> [Instructions for the task]:
Where in the records does the word "clap" appear? Copy each line that holds it.

(Records contained in a dataset)

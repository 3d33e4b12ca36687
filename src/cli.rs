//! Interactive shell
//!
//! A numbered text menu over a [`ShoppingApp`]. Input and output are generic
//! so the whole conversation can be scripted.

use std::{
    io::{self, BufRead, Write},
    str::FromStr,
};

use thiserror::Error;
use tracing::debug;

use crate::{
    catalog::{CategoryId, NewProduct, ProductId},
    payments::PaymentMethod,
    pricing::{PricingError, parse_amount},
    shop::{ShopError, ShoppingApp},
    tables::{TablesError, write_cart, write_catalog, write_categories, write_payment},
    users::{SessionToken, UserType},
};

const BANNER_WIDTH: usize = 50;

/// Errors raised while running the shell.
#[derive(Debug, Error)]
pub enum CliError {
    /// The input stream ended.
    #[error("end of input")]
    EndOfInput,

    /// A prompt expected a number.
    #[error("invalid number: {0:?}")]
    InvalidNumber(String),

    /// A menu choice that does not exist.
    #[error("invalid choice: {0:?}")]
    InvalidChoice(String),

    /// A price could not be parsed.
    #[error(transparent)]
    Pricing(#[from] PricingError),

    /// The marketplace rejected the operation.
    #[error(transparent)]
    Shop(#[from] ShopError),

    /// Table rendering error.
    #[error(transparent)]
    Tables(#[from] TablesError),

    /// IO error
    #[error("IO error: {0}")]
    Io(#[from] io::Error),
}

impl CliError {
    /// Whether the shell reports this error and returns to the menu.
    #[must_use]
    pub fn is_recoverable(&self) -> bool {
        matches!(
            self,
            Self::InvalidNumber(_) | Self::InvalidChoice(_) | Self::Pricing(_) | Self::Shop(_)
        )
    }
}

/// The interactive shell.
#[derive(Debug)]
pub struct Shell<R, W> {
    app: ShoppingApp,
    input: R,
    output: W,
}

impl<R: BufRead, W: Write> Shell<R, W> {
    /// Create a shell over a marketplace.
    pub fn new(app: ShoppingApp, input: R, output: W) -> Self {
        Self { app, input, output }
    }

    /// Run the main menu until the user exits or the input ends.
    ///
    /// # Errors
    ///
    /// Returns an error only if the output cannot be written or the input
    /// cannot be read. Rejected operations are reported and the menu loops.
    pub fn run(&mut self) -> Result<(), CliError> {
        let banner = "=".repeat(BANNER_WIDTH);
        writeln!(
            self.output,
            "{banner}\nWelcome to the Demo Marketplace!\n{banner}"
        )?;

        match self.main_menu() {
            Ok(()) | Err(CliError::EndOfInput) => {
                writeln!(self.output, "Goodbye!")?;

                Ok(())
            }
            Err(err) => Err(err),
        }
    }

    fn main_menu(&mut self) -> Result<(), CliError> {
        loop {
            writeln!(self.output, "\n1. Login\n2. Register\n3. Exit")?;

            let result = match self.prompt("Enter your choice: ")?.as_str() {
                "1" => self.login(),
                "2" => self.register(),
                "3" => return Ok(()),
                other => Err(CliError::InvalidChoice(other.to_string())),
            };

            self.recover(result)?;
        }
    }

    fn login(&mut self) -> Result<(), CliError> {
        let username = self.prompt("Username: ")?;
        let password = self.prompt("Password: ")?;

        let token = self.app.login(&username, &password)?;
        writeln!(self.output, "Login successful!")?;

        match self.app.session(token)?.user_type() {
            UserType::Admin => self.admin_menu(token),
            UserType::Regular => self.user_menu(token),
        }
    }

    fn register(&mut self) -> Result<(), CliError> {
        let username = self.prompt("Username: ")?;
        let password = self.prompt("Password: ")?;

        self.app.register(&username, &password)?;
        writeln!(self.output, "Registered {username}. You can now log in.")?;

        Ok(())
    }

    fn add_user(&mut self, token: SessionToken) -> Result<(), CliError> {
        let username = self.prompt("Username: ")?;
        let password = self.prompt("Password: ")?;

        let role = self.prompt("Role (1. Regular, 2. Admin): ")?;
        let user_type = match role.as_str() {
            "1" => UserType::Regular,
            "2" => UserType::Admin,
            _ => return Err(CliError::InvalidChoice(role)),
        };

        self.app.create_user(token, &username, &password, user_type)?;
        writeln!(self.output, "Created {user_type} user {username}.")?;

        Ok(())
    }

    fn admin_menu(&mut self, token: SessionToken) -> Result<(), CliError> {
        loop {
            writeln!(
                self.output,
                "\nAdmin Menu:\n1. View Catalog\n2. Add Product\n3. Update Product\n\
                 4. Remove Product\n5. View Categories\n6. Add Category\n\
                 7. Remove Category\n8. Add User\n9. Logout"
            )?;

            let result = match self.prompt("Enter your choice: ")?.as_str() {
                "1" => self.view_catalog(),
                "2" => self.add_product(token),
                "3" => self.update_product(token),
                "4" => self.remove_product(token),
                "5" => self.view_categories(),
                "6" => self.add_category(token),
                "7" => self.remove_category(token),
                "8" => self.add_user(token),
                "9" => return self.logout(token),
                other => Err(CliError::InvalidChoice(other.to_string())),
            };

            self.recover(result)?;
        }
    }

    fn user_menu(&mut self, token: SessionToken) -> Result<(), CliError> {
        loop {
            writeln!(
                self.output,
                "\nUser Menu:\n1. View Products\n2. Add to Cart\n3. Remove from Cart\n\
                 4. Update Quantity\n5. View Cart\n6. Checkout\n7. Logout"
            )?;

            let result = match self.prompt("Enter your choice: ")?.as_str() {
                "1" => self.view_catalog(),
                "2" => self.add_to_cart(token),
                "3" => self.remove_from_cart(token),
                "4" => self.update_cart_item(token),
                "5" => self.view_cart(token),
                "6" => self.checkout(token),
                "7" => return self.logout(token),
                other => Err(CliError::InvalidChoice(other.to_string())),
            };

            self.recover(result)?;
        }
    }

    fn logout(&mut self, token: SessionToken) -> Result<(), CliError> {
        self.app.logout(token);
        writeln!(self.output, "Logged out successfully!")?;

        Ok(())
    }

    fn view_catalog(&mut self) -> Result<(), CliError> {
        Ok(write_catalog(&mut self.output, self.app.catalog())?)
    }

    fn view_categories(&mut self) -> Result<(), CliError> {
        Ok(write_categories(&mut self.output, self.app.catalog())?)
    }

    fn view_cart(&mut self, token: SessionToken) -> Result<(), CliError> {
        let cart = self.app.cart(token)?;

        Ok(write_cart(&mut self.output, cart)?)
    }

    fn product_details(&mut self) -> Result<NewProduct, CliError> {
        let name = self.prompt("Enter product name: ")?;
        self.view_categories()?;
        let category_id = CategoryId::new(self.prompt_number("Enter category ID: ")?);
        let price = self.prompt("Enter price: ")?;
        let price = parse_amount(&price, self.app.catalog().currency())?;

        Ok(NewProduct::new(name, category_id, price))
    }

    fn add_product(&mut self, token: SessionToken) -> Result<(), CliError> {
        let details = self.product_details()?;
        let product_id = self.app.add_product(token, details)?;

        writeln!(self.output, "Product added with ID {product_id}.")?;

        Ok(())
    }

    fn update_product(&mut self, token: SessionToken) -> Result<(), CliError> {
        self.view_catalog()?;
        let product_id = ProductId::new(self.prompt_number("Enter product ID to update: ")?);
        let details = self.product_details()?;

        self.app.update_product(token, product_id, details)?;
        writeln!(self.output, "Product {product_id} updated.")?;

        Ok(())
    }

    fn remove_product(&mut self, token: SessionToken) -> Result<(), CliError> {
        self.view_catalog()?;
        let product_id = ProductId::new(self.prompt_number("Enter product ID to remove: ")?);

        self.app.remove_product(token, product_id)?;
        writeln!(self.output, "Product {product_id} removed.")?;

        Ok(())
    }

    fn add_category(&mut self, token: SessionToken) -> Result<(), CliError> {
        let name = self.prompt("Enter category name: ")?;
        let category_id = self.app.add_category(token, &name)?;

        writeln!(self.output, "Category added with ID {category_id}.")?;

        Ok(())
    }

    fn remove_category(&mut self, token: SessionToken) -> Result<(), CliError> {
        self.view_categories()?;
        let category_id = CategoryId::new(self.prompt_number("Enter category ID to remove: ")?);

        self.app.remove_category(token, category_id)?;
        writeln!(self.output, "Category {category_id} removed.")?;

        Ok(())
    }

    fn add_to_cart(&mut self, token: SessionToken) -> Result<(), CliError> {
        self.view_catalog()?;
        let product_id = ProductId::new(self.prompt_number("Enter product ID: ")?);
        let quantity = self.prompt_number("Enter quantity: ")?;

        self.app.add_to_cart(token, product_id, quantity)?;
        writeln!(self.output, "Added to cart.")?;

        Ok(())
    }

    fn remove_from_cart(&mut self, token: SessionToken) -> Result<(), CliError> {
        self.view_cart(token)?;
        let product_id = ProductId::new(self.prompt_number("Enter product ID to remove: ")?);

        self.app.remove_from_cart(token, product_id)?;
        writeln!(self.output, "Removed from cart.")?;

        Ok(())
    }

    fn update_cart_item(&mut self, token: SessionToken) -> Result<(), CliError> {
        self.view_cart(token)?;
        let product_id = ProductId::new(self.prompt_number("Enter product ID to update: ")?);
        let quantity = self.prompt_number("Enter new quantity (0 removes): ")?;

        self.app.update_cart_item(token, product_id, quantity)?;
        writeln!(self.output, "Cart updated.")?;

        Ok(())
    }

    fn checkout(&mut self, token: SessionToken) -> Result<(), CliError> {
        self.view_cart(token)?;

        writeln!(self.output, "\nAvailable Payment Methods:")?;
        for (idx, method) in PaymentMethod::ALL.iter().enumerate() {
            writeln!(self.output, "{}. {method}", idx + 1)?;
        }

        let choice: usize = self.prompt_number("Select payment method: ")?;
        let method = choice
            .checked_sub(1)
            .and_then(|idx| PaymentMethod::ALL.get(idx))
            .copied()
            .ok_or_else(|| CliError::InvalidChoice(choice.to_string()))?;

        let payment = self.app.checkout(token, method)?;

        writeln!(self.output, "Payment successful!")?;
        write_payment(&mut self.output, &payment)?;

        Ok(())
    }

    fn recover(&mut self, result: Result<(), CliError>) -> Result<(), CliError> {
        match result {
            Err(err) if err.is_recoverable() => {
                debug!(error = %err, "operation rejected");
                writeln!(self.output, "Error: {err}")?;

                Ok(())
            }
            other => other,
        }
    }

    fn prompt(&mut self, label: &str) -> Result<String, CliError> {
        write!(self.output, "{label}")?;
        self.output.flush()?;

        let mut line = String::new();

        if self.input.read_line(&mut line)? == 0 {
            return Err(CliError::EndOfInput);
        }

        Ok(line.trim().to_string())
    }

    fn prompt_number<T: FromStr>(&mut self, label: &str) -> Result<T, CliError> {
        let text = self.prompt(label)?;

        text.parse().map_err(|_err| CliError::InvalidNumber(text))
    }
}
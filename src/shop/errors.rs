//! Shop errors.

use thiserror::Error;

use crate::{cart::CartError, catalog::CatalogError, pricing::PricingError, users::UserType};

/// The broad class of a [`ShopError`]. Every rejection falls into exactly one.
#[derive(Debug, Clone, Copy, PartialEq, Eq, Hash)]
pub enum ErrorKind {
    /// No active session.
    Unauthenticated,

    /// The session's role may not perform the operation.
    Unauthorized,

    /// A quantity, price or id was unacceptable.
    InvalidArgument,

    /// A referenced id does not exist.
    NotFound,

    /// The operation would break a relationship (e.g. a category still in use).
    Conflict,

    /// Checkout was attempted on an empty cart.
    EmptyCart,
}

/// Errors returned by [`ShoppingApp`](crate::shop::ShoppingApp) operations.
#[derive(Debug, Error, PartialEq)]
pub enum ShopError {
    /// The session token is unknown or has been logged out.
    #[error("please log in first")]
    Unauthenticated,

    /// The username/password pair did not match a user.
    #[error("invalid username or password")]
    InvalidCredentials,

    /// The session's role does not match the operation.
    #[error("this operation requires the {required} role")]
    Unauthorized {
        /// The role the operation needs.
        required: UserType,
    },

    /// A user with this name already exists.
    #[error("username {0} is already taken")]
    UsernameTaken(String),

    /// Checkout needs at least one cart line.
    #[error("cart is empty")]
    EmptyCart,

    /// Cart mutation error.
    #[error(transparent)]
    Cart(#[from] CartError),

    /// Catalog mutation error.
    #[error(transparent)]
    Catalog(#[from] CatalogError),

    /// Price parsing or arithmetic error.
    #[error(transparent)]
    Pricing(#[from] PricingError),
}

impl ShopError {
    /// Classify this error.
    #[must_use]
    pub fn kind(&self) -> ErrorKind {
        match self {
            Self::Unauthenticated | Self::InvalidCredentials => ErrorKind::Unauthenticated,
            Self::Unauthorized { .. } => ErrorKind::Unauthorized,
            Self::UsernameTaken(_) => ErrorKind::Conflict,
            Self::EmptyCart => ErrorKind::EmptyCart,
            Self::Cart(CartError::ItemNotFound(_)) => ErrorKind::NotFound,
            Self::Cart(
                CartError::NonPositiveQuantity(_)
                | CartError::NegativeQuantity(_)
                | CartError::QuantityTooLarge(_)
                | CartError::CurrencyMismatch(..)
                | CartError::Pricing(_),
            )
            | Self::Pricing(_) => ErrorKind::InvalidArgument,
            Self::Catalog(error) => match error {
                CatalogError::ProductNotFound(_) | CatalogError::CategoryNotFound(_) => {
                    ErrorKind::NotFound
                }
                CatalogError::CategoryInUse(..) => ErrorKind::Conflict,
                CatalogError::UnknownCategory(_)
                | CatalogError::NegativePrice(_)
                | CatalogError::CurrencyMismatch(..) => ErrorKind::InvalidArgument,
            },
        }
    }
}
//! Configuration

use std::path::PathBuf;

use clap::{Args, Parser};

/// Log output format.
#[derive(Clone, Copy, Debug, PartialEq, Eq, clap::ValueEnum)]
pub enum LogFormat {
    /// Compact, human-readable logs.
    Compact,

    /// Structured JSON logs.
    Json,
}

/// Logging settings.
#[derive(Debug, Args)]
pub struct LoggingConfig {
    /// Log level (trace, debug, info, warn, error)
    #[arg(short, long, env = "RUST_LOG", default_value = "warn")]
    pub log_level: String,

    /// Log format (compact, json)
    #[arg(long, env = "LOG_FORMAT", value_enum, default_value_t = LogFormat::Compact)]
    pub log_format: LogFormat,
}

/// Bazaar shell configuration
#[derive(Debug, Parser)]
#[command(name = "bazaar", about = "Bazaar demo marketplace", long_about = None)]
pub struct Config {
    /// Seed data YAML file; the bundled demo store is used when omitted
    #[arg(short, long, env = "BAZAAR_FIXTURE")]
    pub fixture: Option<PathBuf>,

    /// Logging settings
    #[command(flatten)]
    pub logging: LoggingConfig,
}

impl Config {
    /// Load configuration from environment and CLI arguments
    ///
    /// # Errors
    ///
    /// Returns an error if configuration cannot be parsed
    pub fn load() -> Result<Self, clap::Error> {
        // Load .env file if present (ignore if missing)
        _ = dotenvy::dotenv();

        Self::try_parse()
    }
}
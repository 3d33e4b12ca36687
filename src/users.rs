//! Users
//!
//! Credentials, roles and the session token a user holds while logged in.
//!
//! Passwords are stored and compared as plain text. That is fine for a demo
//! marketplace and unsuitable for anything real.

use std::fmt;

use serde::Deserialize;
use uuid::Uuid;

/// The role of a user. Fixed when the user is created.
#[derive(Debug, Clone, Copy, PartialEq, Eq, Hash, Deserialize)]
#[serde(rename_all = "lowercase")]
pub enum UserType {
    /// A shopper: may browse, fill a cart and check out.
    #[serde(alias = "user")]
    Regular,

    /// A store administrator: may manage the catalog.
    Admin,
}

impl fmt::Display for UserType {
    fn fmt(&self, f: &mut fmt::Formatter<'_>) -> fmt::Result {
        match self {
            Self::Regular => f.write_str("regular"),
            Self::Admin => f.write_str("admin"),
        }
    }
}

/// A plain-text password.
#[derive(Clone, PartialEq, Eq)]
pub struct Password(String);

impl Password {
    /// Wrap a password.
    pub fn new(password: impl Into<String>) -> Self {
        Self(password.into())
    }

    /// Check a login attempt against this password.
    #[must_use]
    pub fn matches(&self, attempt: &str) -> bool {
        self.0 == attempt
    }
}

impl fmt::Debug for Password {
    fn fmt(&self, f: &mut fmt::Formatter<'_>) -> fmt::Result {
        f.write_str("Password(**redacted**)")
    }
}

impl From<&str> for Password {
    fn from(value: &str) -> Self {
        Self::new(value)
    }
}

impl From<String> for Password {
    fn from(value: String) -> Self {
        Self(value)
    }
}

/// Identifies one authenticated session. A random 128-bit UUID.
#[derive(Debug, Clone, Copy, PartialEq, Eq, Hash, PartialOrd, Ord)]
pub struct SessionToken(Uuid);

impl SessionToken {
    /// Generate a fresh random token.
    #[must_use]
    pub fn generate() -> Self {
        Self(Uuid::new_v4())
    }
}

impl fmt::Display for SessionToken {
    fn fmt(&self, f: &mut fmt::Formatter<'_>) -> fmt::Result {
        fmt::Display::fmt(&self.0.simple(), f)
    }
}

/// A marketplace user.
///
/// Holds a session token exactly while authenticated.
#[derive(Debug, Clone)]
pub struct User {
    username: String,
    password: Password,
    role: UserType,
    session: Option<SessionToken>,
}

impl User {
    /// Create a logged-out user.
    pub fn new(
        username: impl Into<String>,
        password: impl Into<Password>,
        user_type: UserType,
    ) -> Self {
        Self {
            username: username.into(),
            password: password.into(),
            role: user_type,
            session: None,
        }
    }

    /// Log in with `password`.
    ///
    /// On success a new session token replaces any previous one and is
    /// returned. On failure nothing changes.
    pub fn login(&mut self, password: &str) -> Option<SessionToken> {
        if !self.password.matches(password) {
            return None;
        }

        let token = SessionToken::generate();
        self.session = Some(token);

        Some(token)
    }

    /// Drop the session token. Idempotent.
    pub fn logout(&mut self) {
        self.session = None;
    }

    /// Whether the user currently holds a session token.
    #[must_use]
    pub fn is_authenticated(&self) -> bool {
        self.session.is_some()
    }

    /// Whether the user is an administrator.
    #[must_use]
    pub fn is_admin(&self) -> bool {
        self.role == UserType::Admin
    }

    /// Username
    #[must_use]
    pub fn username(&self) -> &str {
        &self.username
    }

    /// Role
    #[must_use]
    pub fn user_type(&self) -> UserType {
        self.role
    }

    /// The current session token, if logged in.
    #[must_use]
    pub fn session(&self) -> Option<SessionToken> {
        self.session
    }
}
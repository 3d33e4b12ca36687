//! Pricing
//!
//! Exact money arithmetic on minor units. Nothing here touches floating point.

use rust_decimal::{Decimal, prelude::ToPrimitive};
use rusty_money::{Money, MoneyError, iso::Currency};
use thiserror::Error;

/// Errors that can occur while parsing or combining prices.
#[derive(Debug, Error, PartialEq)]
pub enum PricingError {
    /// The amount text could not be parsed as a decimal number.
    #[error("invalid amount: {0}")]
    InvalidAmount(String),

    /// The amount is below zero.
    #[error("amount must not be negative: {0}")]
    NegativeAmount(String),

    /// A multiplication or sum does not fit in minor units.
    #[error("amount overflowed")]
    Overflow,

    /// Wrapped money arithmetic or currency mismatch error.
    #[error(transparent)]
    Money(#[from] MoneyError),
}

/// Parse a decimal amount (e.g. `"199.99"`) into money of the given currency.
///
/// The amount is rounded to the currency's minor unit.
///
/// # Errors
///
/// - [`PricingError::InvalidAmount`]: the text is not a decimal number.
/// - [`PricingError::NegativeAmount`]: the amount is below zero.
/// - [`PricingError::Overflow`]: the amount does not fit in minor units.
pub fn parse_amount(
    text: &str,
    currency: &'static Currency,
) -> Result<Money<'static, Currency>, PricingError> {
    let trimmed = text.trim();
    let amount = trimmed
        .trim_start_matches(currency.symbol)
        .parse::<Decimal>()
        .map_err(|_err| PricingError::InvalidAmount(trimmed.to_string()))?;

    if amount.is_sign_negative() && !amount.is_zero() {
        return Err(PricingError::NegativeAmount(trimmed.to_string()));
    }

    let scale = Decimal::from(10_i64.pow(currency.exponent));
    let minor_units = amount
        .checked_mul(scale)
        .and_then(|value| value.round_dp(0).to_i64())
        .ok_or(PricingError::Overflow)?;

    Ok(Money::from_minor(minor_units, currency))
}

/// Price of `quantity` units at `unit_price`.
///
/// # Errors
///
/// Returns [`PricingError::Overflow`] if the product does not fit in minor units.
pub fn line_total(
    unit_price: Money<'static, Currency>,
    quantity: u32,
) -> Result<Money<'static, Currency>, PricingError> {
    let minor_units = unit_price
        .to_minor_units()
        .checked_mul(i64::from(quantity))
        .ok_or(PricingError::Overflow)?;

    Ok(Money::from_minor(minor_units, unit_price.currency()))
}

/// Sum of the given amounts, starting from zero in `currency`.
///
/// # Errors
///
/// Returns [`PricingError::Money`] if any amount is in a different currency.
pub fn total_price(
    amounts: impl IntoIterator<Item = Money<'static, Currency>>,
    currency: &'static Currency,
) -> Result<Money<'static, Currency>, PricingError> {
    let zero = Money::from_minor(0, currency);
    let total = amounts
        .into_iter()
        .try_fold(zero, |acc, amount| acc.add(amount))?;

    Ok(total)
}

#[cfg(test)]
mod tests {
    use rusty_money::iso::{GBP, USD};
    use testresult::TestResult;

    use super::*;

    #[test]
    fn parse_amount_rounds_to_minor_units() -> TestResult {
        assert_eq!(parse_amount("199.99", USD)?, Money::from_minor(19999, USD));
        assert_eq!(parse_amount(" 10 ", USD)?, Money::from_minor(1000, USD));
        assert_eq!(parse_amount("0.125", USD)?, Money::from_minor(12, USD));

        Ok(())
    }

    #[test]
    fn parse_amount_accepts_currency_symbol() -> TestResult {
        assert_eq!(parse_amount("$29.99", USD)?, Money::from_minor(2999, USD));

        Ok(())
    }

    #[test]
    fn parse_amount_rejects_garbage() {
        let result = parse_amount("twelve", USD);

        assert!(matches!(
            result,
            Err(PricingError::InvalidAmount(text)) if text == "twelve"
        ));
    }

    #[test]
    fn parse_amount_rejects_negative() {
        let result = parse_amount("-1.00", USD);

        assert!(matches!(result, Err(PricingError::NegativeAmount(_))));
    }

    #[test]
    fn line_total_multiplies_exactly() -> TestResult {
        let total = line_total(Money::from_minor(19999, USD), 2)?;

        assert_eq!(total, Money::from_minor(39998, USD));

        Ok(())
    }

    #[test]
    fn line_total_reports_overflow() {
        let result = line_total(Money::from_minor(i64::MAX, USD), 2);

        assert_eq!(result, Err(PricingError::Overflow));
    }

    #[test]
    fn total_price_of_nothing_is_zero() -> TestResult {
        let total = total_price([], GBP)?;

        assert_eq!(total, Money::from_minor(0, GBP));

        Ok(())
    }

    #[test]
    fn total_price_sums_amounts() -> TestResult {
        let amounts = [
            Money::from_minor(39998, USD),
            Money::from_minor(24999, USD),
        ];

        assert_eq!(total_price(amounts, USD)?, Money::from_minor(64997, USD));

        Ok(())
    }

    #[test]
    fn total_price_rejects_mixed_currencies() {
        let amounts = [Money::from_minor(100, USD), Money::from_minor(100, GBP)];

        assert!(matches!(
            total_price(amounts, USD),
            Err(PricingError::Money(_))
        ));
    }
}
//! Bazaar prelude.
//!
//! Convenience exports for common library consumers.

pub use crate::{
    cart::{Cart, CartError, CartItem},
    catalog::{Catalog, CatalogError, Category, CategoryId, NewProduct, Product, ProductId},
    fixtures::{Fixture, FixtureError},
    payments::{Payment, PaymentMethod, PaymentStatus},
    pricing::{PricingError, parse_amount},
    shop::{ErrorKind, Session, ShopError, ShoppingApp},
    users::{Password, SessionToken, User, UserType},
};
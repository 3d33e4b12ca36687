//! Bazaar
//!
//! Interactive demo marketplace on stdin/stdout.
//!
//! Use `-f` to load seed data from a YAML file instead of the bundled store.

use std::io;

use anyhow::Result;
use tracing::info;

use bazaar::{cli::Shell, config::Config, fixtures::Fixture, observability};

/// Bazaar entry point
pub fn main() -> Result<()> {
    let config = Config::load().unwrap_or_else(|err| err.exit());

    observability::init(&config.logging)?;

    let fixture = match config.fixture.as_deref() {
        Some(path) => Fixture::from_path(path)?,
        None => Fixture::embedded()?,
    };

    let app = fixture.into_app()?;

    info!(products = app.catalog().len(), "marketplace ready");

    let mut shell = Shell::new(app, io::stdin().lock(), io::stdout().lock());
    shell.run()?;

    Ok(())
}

> [Solution for this task]:
use clap::{Args, Parser};
#[derive(Clone, Copy, Debug, PartialEq, Eq, clap::ValueEnum)]
    pub fn load() -> Result<Self, clap::Error> {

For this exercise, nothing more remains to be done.